__Task brief__
Give the data again exactly, stopping after the "latency and selection" line.

(Collected data entries)
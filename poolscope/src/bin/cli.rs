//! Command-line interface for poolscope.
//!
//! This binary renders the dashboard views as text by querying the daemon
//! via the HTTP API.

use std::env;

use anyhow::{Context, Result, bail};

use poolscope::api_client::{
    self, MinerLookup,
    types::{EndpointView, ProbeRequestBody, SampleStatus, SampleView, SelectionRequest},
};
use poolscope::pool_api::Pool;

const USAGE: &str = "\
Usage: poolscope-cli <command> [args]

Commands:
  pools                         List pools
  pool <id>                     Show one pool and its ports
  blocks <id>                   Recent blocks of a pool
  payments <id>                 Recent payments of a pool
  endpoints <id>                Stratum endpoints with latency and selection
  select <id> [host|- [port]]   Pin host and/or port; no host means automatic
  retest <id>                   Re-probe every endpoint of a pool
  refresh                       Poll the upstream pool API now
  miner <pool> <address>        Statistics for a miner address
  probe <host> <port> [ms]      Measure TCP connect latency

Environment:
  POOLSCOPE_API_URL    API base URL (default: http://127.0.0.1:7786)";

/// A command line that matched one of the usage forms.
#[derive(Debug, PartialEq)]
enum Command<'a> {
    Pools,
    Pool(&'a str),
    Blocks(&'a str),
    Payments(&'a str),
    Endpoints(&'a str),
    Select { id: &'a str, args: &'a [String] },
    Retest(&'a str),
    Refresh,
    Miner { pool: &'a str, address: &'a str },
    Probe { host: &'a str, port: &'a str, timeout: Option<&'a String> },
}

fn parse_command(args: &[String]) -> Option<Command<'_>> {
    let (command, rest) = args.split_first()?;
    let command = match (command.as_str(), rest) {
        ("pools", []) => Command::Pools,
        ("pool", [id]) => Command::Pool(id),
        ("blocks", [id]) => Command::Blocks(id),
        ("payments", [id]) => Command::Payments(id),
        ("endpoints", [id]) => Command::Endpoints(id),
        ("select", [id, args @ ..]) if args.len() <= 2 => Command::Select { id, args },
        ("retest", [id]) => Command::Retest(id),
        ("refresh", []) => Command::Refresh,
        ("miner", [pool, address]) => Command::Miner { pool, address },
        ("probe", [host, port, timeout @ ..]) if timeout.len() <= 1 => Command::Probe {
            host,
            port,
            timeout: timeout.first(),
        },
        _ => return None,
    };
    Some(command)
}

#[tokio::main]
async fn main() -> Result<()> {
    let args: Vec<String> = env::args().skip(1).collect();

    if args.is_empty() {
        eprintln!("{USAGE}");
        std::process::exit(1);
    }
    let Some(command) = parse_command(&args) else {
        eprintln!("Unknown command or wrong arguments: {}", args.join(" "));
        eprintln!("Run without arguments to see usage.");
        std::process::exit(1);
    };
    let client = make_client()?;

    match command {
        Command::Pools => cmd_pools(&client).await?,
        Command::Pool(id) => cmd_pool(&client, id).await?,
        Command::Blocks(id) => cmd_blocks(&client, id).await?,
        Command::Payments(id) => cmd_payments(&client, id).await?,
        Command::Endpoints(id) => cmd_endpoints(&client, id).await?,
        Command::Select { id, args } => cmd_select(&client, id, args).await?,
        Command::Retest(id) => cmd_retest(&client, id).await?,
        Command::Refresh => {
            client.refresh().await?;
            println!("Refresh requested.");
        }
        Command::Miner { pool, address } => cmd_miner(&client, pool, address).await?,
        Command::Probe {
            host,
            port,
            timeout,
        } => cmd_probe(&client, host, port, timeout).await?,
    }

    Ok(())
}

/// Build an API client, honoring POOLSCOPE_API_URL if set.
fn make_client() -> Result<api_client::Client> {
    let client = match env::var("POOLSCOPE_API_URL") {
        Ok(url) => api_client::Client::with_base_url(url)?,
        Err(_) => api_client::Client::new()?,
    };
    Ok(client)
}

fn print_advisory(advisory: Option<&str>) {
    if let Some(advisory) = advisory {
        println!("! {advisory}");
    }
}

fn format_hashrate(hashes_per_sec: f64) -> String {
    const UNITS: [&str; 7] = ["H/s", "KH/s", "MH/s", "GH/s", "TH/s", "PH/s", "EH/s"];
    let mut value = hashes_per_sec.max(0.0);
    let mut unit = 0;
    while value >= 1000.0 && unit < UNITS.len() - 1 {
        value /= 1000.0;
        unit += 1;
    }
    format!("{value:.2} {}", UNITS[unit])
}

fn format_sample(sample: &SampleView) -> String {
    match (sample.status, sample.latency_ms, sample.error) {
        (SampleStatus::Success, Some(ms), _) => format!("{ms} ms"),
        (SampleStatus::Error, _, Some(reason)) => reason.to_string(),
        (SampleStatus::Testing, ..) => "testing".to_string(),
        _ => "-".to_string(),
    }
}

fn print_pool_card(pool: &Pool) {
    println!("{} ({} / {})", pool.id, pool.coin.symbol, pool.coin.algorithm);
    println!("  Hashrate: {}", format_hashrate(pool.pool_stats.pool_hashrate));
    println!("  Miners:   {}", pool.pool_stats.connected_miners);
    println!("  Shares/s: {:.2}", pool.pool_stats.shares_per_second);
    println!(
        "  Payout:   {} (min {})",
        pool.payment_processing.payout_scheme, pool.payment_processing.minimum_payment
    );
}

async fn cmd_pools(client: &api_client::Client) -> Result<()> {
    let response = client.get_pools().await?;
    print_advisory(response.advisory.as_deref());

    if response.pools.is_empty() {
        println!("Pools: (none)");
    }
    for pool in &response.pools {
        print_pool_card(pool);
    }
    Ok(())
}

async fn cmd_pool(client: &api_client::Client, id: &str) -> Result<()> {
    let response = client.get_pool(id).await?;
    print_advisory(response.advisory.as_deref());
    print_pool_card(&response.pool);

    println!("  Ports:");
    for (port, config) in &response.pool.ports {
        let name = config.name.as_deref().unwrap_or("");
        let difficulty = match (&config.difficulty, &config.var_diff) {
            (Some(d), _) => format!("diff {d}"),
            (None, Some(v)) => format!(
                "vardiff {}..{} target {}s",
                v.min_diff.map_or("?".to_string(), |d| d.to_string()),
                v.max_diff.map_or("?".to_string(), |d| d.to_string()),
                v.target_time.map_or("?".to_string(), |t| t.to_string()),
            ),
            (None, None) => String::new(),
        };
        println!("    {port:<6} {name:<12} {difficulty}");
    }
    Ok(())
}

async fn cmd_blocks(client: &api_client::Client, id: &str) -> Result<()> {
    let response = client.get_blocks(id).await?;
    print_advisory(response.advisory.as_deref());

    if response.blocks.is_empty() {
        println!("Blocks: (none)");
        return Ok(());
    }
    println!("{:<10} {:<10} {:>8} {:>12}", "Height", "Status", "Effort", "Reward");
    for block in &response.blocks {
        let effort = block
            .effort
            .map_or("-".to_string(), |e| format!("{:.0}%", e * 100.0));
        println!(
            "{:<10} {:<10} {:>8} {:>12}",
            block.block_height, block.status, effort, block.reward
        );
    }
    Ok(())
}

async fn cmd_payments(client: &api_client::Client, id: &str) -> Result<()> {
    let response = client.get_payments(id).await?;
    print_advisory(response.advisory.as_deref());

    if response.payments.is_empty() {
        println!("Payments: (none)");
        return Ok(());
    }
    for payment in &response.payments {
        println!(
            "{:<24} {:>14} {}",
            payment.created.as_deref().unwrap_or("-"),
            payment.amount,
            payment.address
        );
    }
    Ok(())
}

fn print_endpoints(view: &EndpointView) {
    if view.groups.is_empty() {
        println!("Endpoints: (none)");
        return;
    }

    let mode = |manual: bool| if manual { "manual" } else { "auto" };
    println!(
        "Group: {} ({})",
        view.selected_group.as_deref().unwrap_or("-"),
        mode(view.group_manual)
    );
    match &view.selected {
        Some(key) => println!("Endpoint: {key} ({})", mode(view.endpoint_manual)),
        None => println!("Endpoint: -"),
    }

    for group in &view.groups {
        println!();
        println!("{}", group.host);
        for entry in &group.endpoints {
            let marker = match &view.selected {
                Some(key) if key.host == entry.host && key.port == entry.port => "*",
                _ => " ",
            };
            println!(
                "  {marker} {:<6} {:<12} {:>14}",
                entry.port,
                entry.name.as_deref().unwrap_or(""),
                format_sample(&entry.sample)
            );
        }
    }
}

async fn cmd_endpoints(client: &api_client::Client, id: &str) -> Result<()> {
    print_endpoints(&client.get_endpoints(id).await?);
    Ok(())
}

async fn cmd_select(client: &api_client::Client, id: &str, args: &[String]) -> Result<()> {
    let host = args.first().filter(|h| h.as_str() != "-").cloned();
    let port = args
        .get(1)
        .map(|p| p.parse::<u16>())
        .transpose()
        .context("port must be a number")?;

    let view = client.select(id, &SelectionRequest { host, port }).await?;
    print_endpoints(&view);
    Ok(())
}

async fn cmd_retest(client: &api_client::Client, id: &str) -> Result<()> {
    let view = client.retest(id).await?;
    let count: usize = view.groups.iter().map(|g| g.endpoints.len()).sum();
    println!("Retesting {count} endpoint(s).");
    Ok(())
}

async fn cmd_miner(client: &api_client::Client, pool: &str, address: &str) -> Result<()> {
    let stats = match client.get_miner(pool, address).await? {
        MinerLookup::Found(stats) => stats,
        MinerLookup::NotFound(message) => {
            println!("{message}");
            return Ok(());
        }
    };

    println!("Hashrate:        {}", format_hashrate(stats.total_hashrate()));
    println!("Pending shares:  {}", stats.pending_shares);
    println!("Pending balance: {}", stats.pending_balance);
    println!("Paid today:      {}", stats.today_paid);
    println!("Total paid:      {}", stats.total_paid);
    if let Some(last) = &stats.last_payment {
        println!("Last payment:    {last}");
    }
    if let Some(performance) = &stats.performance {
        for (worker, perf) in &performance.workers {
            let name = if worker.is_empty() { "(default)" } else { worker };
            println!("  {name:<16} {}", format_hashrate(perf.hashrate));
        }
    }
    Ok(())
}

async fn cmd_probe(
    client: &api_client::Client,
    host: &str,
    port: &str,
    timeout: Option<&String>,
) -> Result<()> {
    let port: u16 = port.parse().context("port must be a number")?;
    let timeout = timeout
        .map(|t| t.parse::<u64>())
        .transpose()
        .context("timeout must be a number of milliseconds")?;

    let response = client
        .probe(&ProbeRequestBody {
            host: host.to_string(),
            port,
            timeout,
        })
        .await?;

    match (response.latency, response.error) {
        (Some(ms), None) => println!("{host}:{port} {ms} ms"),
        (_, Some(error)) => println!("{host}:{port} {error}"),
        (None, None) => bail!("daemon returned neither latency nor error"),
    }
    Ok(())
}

__Answer to this problem__
filename poolscope/src/bin/cli.rs
//! Command-line interface for poolscope.
//!
//! This binary renders the dashboard views as text by querying the daemon
//! via the HTTP API.

use std::env;

use anyhow::{Context, Result, bail};

use poolscope::api_client::{
    self, MinerLookup,
    types::{EndpointView, ProbeRequestBody, SampleStatus, SampleView, SelectionRequest},
};
use poolscope::pool_api::Pool;

const USAGE: &str = "\
Usage: poolscope-cli <command> [args]

Commands:
  pools                         List pools
  pool <id>                     Show one pool and its ports
  blocks <id>                   Recent blocks of a pool
  payments <id>                 Recent payments of a pool
  endpoints <id>                Stratum endpoints with latency and selection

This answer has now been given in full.